The interesting point the Nature study focusses on is this: The carbonate boundary is fluctuating over time. It shallows during periods of warm climate and normally deepens when ice age conditions prevail.
In their Nature study Pälike and co-workers demonstrate that in the equatorial Pacific the carbonate compensation depth (CCD) was at 3.3-3.6 km 55 million years ago.
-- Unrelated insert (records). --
//! Cumulative distribution, quantile lookup and mode of a normalized sample.

use crate::error::{AnalyzeError, Result};
use crate::sample::NormalizedSample;

/// Probabilities reported as the first, second (median) and third quartile.
pub const QUARTILES: [f64; 3] = [0.25, 0.50, 0.75];

/// Running sum of the normalized weights, aligned with the sample's x values.
#[derive(Debug, Clone, PartialEq)]
pub struct Cdf<'a> {
    x: &'a [f64],
    cdf: Vec<f64>,
}

impl<'a> Cdf<'a> {
    pub fn new(sample: &'a NormalizedSample) -> Self {
        let mut acc = 0.0;
        let cdf = sample
            .weight()
            .iter()
            .map(|w| {
                acc += w;
                acc
            })
            .collect();

        Cdf { x: sample.x(), cdf }
    }

    pub fn values(&self) -> &[f64] {
        &self.cdf
    }

    /// x at the first index whose cumulative mass strictly exceeds `p`.
    ///
    /// The CDF is non-decreasing, so the binary search lands on the same index
    /// a front-to-back scan would.
    pub fn quantile(&self, p: f64) -> Result<f64> {
        let idx = self.cdf.partition_point(|&c| c <= p);
        self.x
            .get(idx)
            .copied()
            .ok_or(AnalyzeError::QuantileNotFound { p })
    }

    /// (Q1, median, Q3)
    pub fn quartiles(&self) -> Result<(f64, f64, f64)> {
        let [q1, q2, q3] = QUARTILES;
        Ok((self.quantile(q1)?, self.quantile(q2)?, self.quantile(q3)?))
    }
}

/// x of the largest weight; the first one wins a tie.
pub fn mode(sample: &NormalizedSample) -> f64 {
    let mut best = 0;
    for (i, &w) in sample.weight().iter().enumerate() {
        if w > sample.weight()[best] {
            best = i;
        }
    }
    sample.x()[best]
}
//! # Error Types
//!
//! Domain-specific error types for repairhub-core.
//!
//! ## Error Hierarchy
//! ```text
//! ┌─────────────────────────────────────────────────────────────────────────┐
//! │                         Error Types                                     │
//! │                                                                         │
//! │  repairhub-core errors (this file)                                      │
//! │  ├── CoreError        - Business rule violations                        │
//! │  └── ValidationError  - Input validation failures                       │
//! │                                                                         │
//! │  repairhub-db errors (separate crate)                                   │
//! │  └── DbError          - Database operation failures                     │
//! │                                                                         │
//! │  repairhub-service errors (separate crate)                              │
//! │  └── ApiError         - What API consumers see (serialized)             │
//! │                                                                         │
//! │  Flow: ValidationError → CoreError → ApiError → API consumer            │
//! └─────────────────────────────────────────────────────────────────────────┘
//! ```
//!
//! ## Design Principles
//! 1. Use `thiserror` for derive macros (not manual impl)
//! 2. Include context in error messages (problem id, part type, status)
//! 3. Errors are enum variants, never String
//! 4. Each error variant maps to a user-facing message

use thiserror::Error;

use crate::types::{OrderStatus, PartType};

// =============================================================================
// Core Error
// =============================================================================

/// Core business logic errors.
///
/// These errors represent business rule violations or domain logic failures.
/// They are detected before any write occurs and surface synchronously to
/// the caller.
#[derive(Debug, Error)]
pub enum CoreError {
    /// Phone model cannot be found or is inactive.
    #[error("Phone model not found: {0}")]
    ModelNotFound(String),

    /// Repair problem cannot be found or is inactive.
    #[error("Problem not found: {0}")]
    ProblemNotFound(String),

    /// No active priced option exists for the requested selection.
    ///
    /// ## When This Occurs
    /// - The (model, problem, part type) triple has no catalog entry
    /// - The entry exists but was deactivated
    ///
    /// The offending selection is named so the caller can point at the
    /// exact item in a multi-item request.
    #[error("No active repair option for problem {problem_id} with part type {part_type}")]
    PriceNotFound {
        problem_id: String,
        part_type: PartType,
    },

    /// A matching option exists but the part is not in stock.
    ///
    /// Order creation treats this as fatal; price preview reports it
    /// without failing so the client can offer the other part tier.
    #[error("Repair option for problem {problem_id} ({part_type}) is out of stock")]
    OutOfStock {
        problem_id: String,
        part_type: PartType,
    },

    /// An order must contain at least one repair item.
    #[error("Order must contain at least one repair item")]
    EmptySelection,

    /// Order cannot be found.
    #[error("Order not found: {0}")]
    OrderNotFound(String),

    /// Requested lifecycle transition violates the state machine.
    ///
    /// ## When This Occurs
    /// - Confirming an order that is not pending
    /// - Cancelling a completed/cancelled/refunded order
    /// - Refunding an unpaid order
    #[error("Order {order_id} cannot move from {from} to {to}")]
    InvalidTransition {
        order_id: String,
        from: OrderStatus,
        to: OrderStatus,
    },

    /// Validation error (wraps ValidationError).
    #[error("Validation error: {0}")]
    Validation(#[from] ValidationError),
}

// =============================================================================
// Validation Error
// =============================================================================

/// Input validation errors.
///
/// These errors occur when caller input doesn't meet requirements.
/// Used for early validation before business logic runs.
#[derive(Debug, Error)]
pub enum ValidationError {
    /// A required field is missing or empty.
    #[error("{field} is required")]
    Required { field: String },

    /// Field value is too long.
    #[error("{field} must be at most {max} characters")]
    TooLong { field: String, max: usize },

    /// Numeric value is out of range.
    #[error("{field} must be between {min} and {max}")]
    OutOfRange { field: String, min: i64, max: i64 },

    /// Value must be positive.
    #[error("{field} must be positive")]
    MustBePositive { field: String },

    /// Invalid format (e.g., invalid UUID, malformed email).
    #[error("{field} has invalid format: {reason}")]
    InvalidFormat { field: String, reason: String },

    /// Duplicate value (e.g., duplicate brand name).
    #[error("{field} '{value}' already exists")]
    Duplicate { field: String, value: String },
}

// =============================================================================
// Result Type Alias
// =============================================================================

/// Convenience type alias for Results with CoreError.
pub type CoreResult<T> = Result<T, CoreError>;

// =============================================================================
// Unit Tests
// =============================================================================

#[cfg(test)]
mod tests {
    use super::*;

    #[test]
    fn test_error_messages() {
        let err = CoreError::PriceNotFound {
            problem_id: "battery".to_string(),
            part_type: PartType::Duplicate,
        };
        assert_eq!(
            err.to_string(),
            "No active repair option for problem battery with part type duplicate"
        );

        let err = CoreError::InvalidTransition {
            order_id: "order-1".to_string(),
            from: OrderStatus::Cancelled,
            to: OrderStatus::Confirmed,
        };
        assert_eq!(
            err.to_string(),
            "Order order-1 cannot move from cancelled to confirmed"
        );
    }

    #[test]
    fn test_validation_error_messages() {
        let err = ValidationError::Required {
            field: "customer_name".to_string(),
        };
        assert_eq!(err.to_string(), "customer_name is required");
    }

    #[test]
    fn test_validation_converts_to_core_error() {
        let validation_err = ValidationError::Required {
            field: "customer_email".to_string(),
        };
        let core_err: CoreError = validation_err.into();
        assert!(matches!(core_err, CoreError::Validation(_)));
    }
}
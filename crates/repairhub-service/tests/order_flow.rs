//! Order service integration tests: creation, immutability, lifecycle, and
//! tracking against an in-memory database.

mod common;

use chrono::Duration;

use common::{canonical_selection, order_request, select, setup};
use repairhub_core::validation::validate_order_number;
use repairhub_core::{OrderStatus, PartType, PaymentStatus};
use repairhub_db::DbError;
use repairhub_service::ErrorCode;

#[tokio::test]
async fn create_order_snapshots_selection() {
    let shop = setup().await;

    let order = shop
        .orders
        .create_order(order_request(&shop.model_id, canonical_selection(&shop)))
        .await
        .unwrap();

    assert!(validate_order_number(&order.order_number).is_ok());
    assert_eq!(order.status, OrderStatus::Pending);
    assert_eq!(order.payment_status, PaymentStatus::Pending);
    assert_eq!(order.subtotal_cents, 15_000);
    assert_eq!(order.item_discount_cents, 2_500);
    assert_eq!(order.site_discount_bps, 500);
    assert_eq!(order.total_cents, 11_875);
    assert_eq!(order.total_discount_cents, 3_125);
    assert_eq!(order.notes, "Handle with care");
    assert!(order.confirmed_at.is_none());

    assert_eq!(order.items.len(), 2);
    let screen = order
        .items
        .iter()
        .find(|i| i.problem_id == shop.screen_problem_id)
        .unwrap();
    assert_eq!(screen.base_price_cents, 10_000);
    assert_eq!(screen.discount_rate_bps, 1000);
    assert_eq!(screen.discount_amount_cents, 500);
    assert_eq!(screen.final_price_cents, 8_500);
    assert_eq!(screen.item_discount_cents, 1_500);
    assert_eq!(screen.warranty_days, 90);
    // Warranty clocks are armed at confirmation, not creation
    assert!(screen.warranty_expires_at.is_none());
    assert_eq!(screen.problem_name, "Screen Replacement");
}

#[tokio::test]
async fn create_order_rejects_empty_selection_without_persisting() {
    let shop = setup().await;

    let err = shop
        .orders
        .create_order(order_request(&shop.model_id, vec![]))
        .await
        .unwrap_err();

    assert_eq!(err.code, ErrorCode::ValidationError);

    // All-or-nothing: no half-written order survives the failure
    let orders = shop.orders.list_orders(None, None).await.unwrap();
    assert!(orders.is_empty());
}

#[tokio::test]
async fn create_order_treats_stock_out_as_fatal() {
    let shop = setup().await;

    let err = shop
        .orders
        .create_order(order_request(
            &shop.model_id,
            vec![
                select(&shop.battery_problem_id, PartType::Original),
                // The duplicate screen part is seeded out of stock
                select(&shop.screen_problem_id, PartType::Duplicate),
            ],
        ))
        .await
        .unwrap_err();

    assert_eq!(err.code, ErrorCode::OutOfStock);
    assert!(err.message.contains(&shop.screen_problem_id));

    let orders = shop.orders.list_orders(None, None).await.unwrap();
    assert!(orders.is_empty());
}

#[tokio::test]
async fn create_order_names_unresolvable_selections() {
    let shop = setup().await;

    let err = shop
        .orders
        .create_order(order_request(
            &shop.model_id,
            vec![select(&shop.battery_problem_id, PartType::Duplicate)],
        ))
        .await
        .unwrap_err();

    assert_eq!(err.code, ErrorCode::ValidationError);
    assert!(err.message.contains(&shop.battery_problem_id));
    assert!(err.message.contains("duplicate"));
}

#[tokio::test]
async fn create_order_requires_active_model() {
    let shop = setup().await;

    let err = shop
        .orders
        .create_order(order_request(
            &shop.inactive_model_id,
            canonical_selection(&shop),
        ))
        .await
        .unwrap_err();

    assert_eq!(err.code, ErrorCode::NotFound);
}

#[tokio::test]
async fn create_order_rejects_bad_customer_fields() {
    let shop = setup().await;

    let mut request = order_request(&shop.model_id, canonical_selection(&shop));
    request.customer.email = "not-an-email".to_string();

    let err = shop.orders.create_order(request).await.unwrap_err();
    assert_eq!(err.code, ErrorCode::ValidationError);
    assert!(err.message.contains("customer_email"));
}

#[tokio::test]
async fn catalog_edits_never_touch_existing_orders() {
    let shop = setup().await;

    let order = shop
        .orders
        .create_order(order_request(&shop.model_id, canonical_selection(&shop)))
        .await
        .unwrap();

    // Reprice the screen repair after the order was placed
    shop.db
        .catalog()
        .update_price_terms(&shop.screen_original_price_id, 99_999, 0, 0)
        .await
        .unwrap();

    // New quotes see the new price...
    let preview = shop
        .catalog
        .preview_price(
            &shop.model_id,
            &[select(&shop.screen_problem_id, PartType::Original)],
            None,
        )
        .await
        .unwrap();
    assert_eq!(preview.totals.subtotal_cents, 99_999);

    // ...but the persisted order still carries its frozen snapshot
    let refetched = shop.orders.get_order(&order.id).await.unwrap();
    assert_eq!(refetched.subtotal_cents, 15_000);
    assert_eq!(refetched.total_cents, 11_875);
    let screen = refetched
        .items
        .iter()
        .find(|i| i.problem_id == shop.screen_problem_id)
        .unwrap();
    assert_eq!(screen.base_price_cents, 10_000);
    assert_eq!(screen.final_price_cents, 8_500);
}

#[tokio::test]
async fn confirm_arms_warranty_clocks() {
    let shop = setup().await;

    let order = shop
        .orders
        .create_order(order_request(&shop.model_id, canonical_selection(&shop)))
        .await
        .unwrap();

    let confirmed = shop.orders.confirm_order(&order.id).await.unwrap();
    assert_eq!(confirmed.status, OrderStatus::Confirmed);
    let confirmed_at = confirmed.confirmed_at.expect("confirmation timestamp");

    // Each line expires warranty_days after the shared confirmation instant
    let screen = confirmed
        .items
        .iter()
        .find(|i| i.problem_id == shop.screen_problem_id)
        .unwrap();
    assert_eq!(
        screen.warranty_expires_at,
        Some((confirmed_at + Duration::days(90)).date_naive())
    );

    let battery = confirmed
        .items
        .iter()
        .find(|i| i.problem_id == shop.battery_problem_id)
        .unwrap();
    assert_eq!(
        battery.warranty_expires_at,
        Some((confirmed_at + Duration::days(180)).date_naive())
    );

    // Confirmation never rewrites money
    assert_eq!(confirmed.total_cents, 11_875);
}

#[tokio::test]
async fn confirm_is_exclusive_to_pending() {
    let shop = setup().await;

    let order = shop
        .orders
        .create_order(order_request(&shop.model_id, canonical_selection(&shop)))
        .await
        .unwrap();

    shop.orders.confirm_order(&order.id).await.unwrap();

    // Second confirm is rejected, not silently ignored
    let err = shop.orders.confirm_order(&order.id).await.unwrap_err();
    assert_eq!(err.code, ErrorCode::InvalidTransition);
}

#[tokio::test]
async fn confirm_rejected_on_cancelled_order() {
    let shop = setup().await;

    let order = shop
        .orders
        .create_order(order_request(&shop.model_id, canonical_selection(&shop)))
        .await
        .unwrap();

    shop.orders.cancel_order(&order.id).await.unwrap();

    let err = shop.orders.confirm_order(&order.id).await.unwrap_err();
    assert_eq!(err.code, ErrorCode::InvalidTransition);
    assert!(err.message.contains("cancelled"));

    // The failed transition left the status untouched
    let refetched = shop.orders.get_order(&order.id).await.unwrap();
    assert_eq!(refetched.status, OrderStatus::Cancelled);
}

#[tokio::test]
async fn full_lifecycle_walks_the_ladder() {
    let shop = setup().await;

    let order = shop
        .orders
        .create_order(order_request(&shop.model_id, canonical_selection(&shop)))
        .await
        .unwrap();

    let confirmed = shop.orders.confirm_order(&order.id).await.unwrap();
    assert_eq!(confirmed.status, OrderStatus::Confirmed);

    let started = shop.orders.start_order(&order.id).await.unwrap();
    assert_eq!(started.status, OrderStatus::InProgress);

    let completed = shop.orders.complete_order(&order.id).await.unwrap();
    assert_eq!(completed.status, OrderStatus::Completed);
    assert!(completed.completed_at.is_some());

    // Completed is terminal: cancel is rejected
    let err = shop.orders.cancel_order(&order.id).await.unwrap_err();
    assert_eq!(err.code, ErrorCode::InvalidTransition);

    // No rung may be skipped
    let other = shop
        .orders
        .create_order(order_request(&shop.model_id, canonical_selection(&shop)))
        .await
        .unwrap();
    let err = shop.orders.start_order(&other.id).await.unwrap_err();
    assert_eq!(err.code, ErrorCode::InvalidTransition);
}

#[tokio::test]
async fn cancel_leaves_payment_status_alone() {
    let shop = setup().await;

    let order = shop
        .orders
        .create_order(order_request(&shop.model_id, canonical_selection(&shop)))
        .await
        .unwrap();

    shop.orders
        .set_payment_status(&order.id, PaymentStatus::Paid, Some("pi_123"))
        .await
        .unwrap();

    let cancelled = shop.orders.cancel_order(&order.id).await.unwrap();
    assert_eq!(cancelled.status, OrderStatus::Cancelled);
    // Reversing the captured payment is the payment collaborator's job
    assert_eq!(cancelled.payment_status, PaymentStatus::Paid);
}

#[tokio::test]
async fn refund_requires_a_paid_order() {
    let shop = setup().await;

    let order = shop
        .orders
        .create_order(order_request(&shop.model_id, canonical_selection(&shop)))
        .await
        .unwrap();

    // Unpaid: refund rejected
    let err = shop.orders.refund_order(&order.id).await.unwrap_err();
    assert_eq!(err.code, ErrorCode::InvalidTransition);

    shop.orders
        .set_payment_status(&order.id, PaymentStatus::Paid, Some("pi_123"))
        .await
        .unwrap();

    let refunded = shop.orders.refund_order(&order.id).await.unwrap();
    assert_eq!(refunded.status, OrderStatus::Refunded);
}

#[tokio::test]
async fn track_returns_full_detail_by_number() {
    let shop = setup().await;

    let order = shop
        .orders
        .create_order(order_request(&shop.model_id, canonical_selection(&shop)))
        .await
        .unwrap();

    let tracked = shop.orders.track_order(&order.order_number).await.unwrap();
    assert_eq!(tracked.id, order.id);
    assert_eq!(tracked.items.len(), 2);
    assert_eq!(tracked.total_cents, order.total_cents);

    // Well-formed but unknown: NotFound
    let err = shop.orders.track_order("ORD-00000000").await.unwrap_err();
    assert_eq!(err.code, ErrorCode::NotFound);

    // Not even shaped like an order number: ValidationError
    let err = shop.orders.track_order("whatever").await.unwrap_err();
    assert_eq!(err.code, ErrorCode::ValidationError);
}

#[tokio::test]
async fn list_orders_filters_by_status() {
    let shop = setup().await;

    let first = shop
        .orders
        .create_order(order_request(&shop.model_id, canonical_selection(&shop)))
        .await
        .unwrap();
    shop.orders
        .create_order(order_request(&shop.model_id, canonical_selection(&shop)))
        .await
        .unwrap();

    shop.orders.cancel_order(&first.id).await.unwrap();

    let all = shop.orders.list_orders(None, None).await.unwrap();
    assert_eq!(all.len(), 2);

    let cancelled = shop
        .orders
        .list_orders(Some(OrderStatus::Cancelled), None)
        .await
        .unwrap();
    assert_eq!(cancelled.len(), 1);
    assert_eq!(cancelled[0].id, first.id);

    let by_email = shop
        .orders
        .list_customer_orders("ada@example.com")
        .await
        .unwrap();
    assert_eq!(by_email.len(), 2);
}

#[tokio::test]
async fn recalculation_reproduces_frozen_totals() {
    let shop = setup().await;

    let order = shop
        .orders
        .create_order(order_request(&shop.model_id, canonical_selection(&shop)))
        .await
        .unwrap();

    // Even after the catalog moves, recalculation derives from the order's
    // own line items + stored site terms, so it reproduces the same totals
    shop.db
        .catalog()
        .update_price_terms(&shop.screen_original_price_id, 99_999, 0, 0)
        .await
        .unwrap();

    let totals = shop.orders.recalculate_totals(&order.id).await.unwrap();
    assert_eq!(totals.subtotal_cents, order.subtotal_cents);
    assert_eq!(totals.total_cents, order.total_cents);

    let refetched = shop.orders.get_order(&order.id).await.unwrap();
    assert_eq!(refetched.total_cents, order.total_cents);
}

#[tokio::test]
async fn referenced_model_is_protected_from_deletion() {
    let shop = setup().await;

    shop.orders
        .create_order(order_request(&shop.model_id, canonical_selection(&shop)))
        .await
        .unwrap();

    let err = shop
        .db
        .catalog()
        .delete_model(&shop.model_id)
        .await
        .unwrap_err();

    assert!(matches!(err, DbError::ForeignKeyViolation { .. }));

    // Soft-deactivation is the supported path and still works
    shop.db
        .catalog()
        .set_model_active(&shop.model_id, false)
        .await
        .unwrap();
}

#[tokio::test]
async fn line_items_complete_individually() {
    let shop = setup().await;

    let order = shop
        .orders
        .create_order(order_request(&shop.model_id, canonical_selection(&shop)))
        .await
        .unwrap();

    let item_id = order
        .items
        .iter()
        .find(|i| i.problem_id == shop.battery_problem_id)
        .unwrap()
        .id
        .clone();

    let updated = shop
        .orders
        .complete_order_item(&order.id, &item_id)
        .await
        .unwrap();

    let battery = updated.items.iter().find(|i| i.id == item_id).unwrap();
    assert!(battery.is_completed);
    assert!(battery.completed_at.is_some());

    // Completing the same line twice is rejected
    let err = shop
        .orders
        .complete_order_item(&order.id, &item_id)
        .await
        .unwrap_err();
    assert_eq!(err.code, ErrorCode::ValidationError);

    // Unknown item id in this order: NotFound
    let err = shop
        .orders
        .complete_order_item(&order.id, "no-such-item")
        .await
        .unwrap_err();
    assert_eq!(err.code, ErrorCode::NotFound);
}
// =============================================================================
// Order
// =============================================================================

/// A customer repair order: the aggregate root.
///
/// Monetary fields are captured at creation from the pricing engine and are
/// frozen; only an explicit recalculation may rewrite them. Lifecycle
/// transitions mutate `status` and timestamps, never prices.
#[derive(Debug, Clone, Serialize, Deserialize)]
#[cfg_attr(feature = "sqlx", derive(sqlx::FromRow))]
pub struct Order {
    /// Unique identifier (UUID v4).
    pub id: String,

    /// Business identifier: `ORD-` + 8 uppercase hex chars, globally unique.
    pub order_number: String,

    /// Registered user who placed the order, if authenticated.
    pub user_id: Option<String>,

    /// Customer contact details (guest orders carry these without a user).
    pub customer_name: String,
    pub customer_email: String,
    pub customer_phone: String,

    /// Phone model being repaired. Protected reference: the model cannot
    /// be deleted while orders point at it, only deactivated.
    pub model_id: String,

    /// Lifecycle status.
    pub status: OrderStatus,

    /// Payment status (owned by the payment collaborator).
    pub payment_status: PaymentStatus,

    /// External payment reference (e.g. a payment-intent id).
    pub payment_reference: Option<String>,

    /// Sum of line-item base prices, in cents.
    pub subtotal_cents: i64,

    /// Sum of per-line discounts, in cents.
    pub item_discount_cents: i64,

    /// Site-wide percentage discount applied at creation, in basis points.
    pub site_discount_bps: u32,

    /// Site-wide fixed discount applied at creation, in cents.
    pub site_discount_amount_cents: i64,

    /// Final amount payable, in cents. Floored at zero.
    pub total_cents: i64,

    /// Customer notes or special instructions.
    pub notes: String,

    /// Internal notes for staff.
    pub admin_notes: String,

    pub created_at: DateTime<Utc>,
    pub updated_at: DateTime<Utc>,
    pub confirmed_at: Option<DateTime<Utc>>,
    pub completed_at: Option<DateTime<Utc>>,
}

impl Order {
    /// Returns the subtotal as Money.
    #[inline]
    pub fn subtotal(&self) -> Money {
        Money::from_cents(self.subtotal_cents)
    }

    /// Returns the accumulated per-item discount as Money.
    #[inline]
    pub fn item_discount(&self) -> Money {
        Money::from_cents(self.item_discount_cents)
    }

    /// Returns the site-wide percentage discount.
    #[inline]
    pub fn site_discount_rate(&self) -> DiscountRate {
        DiscountRate::from_bps(self.site_discount_bps)
    }

    /// Returns the site-wide fixed discount as Money.
    #[inline]
    pub fn site_discount_amount(&self) -> Money {
        Money::from_cents(self.site_discount_amount_cents)
    }

    /// Returns the total payable as Money.
    #[inline]
    pub fn total(&self) -> Money {
        Money::from_cents(self.total_cents)
    }

    /// Total discount across all levels (subtotal − total).
    pub fn total_discount(&self) -> Money {
        self.subtotal() - self.total()
    }

    /// Confirms a pending order, stamping the confirmation time.
    ///
    /// Callers must also arm the warranty expiry on every line item using
    /// [`OrderItem::warranty_expiry`] with the same timestamp.
    pub fn confirm(&mut self, now: DateTime<Utc>) -> CoreResult<()> {
        self.transition(OrderStatus::Confirmed)?;
        self.confirmed_at = Some(now);
        self.updated_at = now;
        Ok(())
    }

    /// Moves a confirmed order into active repair.
    pub fn start(&mut self, now: DateTime<Utc>) -> CoreResult<()> {
        self.transition(OrderStatus::InProgress)?;
        self.updated_at = now;
        Ok(())
    }

    /// Completes an in-progress order, stamping the completion time.
    pub fn complete(&mut self, now: DateTime<Utc>) -> CoreResult<()> {
        self.transition(OrderStatus::Completed)?;
        self.completed_at = Some(now);
        self.updated_at = now;
        Ok(())
    }

    /// Cancels any non-terminal order.
    ///
    /// Does not touch `payment_status`: reversing a captured payment is the
    /// payment collaborator's job.
    pub fn cancel(&mut self, now: DateTime<Utc>) -> CoreResult<()> {
        if self.status.is_terminal() {
            return Err(self.invalid_transition(OrderStatus::Cancelled));
        }
        self.status = OrderStatus::Cancelled;
        self.updated_at = now;
        Ok(())
    }

    /// Marks a paid order as refunded.
    pub fn refund(&mut self, now: DateTime<Utc>) -> CoreResult<()> {
        if self.status.is_terminal() && self.status != OrderStatus::Completed {
            return Err(self.invalid_transition(OrderStatus::Refunded));
        }
        if self.payment_status != PaymentStatus::Paid {
            return Err(self.invalid_transition(OrderStatus::Refunded));
        }
        self.status = OrderStatus::Refunded;
        self.updated_at = now;
        Ok(())
    }

    fn transition(&mut self, next: OrderStatus) -> CoreResult<()> {
        if !self.status.can_transition_to(next) {
            return Err(self.invalid_transition(next));
        }
        self.status = next;
        Ok(())
    }

    fn invalid_transition(&self, to: OrderStatus) -> CoreError {
        CoreError::InvalidTransition {
            order_id: self.id.clone(),
            from: self.status,
            to,
        }
    }
}

// =============================================================================
// Order Item
// =============================================================================

/// One repaired problem within an order.
/// Uses the snapshot pattern to freeze catalog pricing at order time.
#[derive(Debug, Clone, Serialize, Deserialize)]
#[cfg_attr(feature = "sqlx", derive(sqlx::FromRow))]
pub struct OrderItem {
    /// Unique identifier (UUID v4).
    pub id: String,

    /// Owning order (cascade-deleted with it).
    pub order_id: String,

    /// Repaired problem. Protected reference, like Order → PhoneModel.
    pub problem_id: String,

    /// Part tier chosen for this repair.
    pub part_type: PartType,

    /// Base price in cents at order time (frozen).
    pub base_price_cents: i64,

    /// Percentage discount in basis points at order time (frozen).
    pub discount_rate_bps: u32,

    /// Fixed discount in cents at order time (frozen).
    pub discount_amount_cents: i64,

    /// Final line price in cents at order time (frozen).
    pub final_price_cents: i64,

    /// Warranty length in days at order time (frozen).
    pub warranty_days: i64,

    /// Warranty expiry date; set once when the order is confirmed.
    pub warranty_expires_at: Option<NaiveDate>,

    /// Whether this individual repair is done.
    pub is_completed: bool,
    pub completed_at: Option<DateTime<Utc>>,

    /// Technician notes for this line.
    pub notes: String,

    pub created_at: DateTime<Utc>,
}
Between 52 and 47 million years before present, when very climate warm conditions prevailed, the CCD leveled up to 3 km. 34 million years ago, when the Earth slowly but steadily cooled and first ice domes formed in Antarctica the CCD went downhill, too. 10.5 million years ago it reached 4.8 km.
The cores drilled during the expedition strikingly demonstrate that the interplay of climate development and carbon cycle was not a one-way street at all: “From 46 to 34 million years ago, when Earth turned into a permanent icehouse, our record reveals five intervals during which the CCD fluctuated upwards and downwards in the range of 200 and 900 meters”, geoscientist Heiko Pälike says. “These events, that often mirror warming and cooling phases, persisted between 250,000 and one million years.” Similar episodes were registered in the sediment cores for later parts of the Earth`s history. 18.5 million years ago the CCD moved upward about 600 meters – only to sink down to 4.7 km 2.5 million years later. Today the Pacific carbonate compensation depth is at 4.5 km.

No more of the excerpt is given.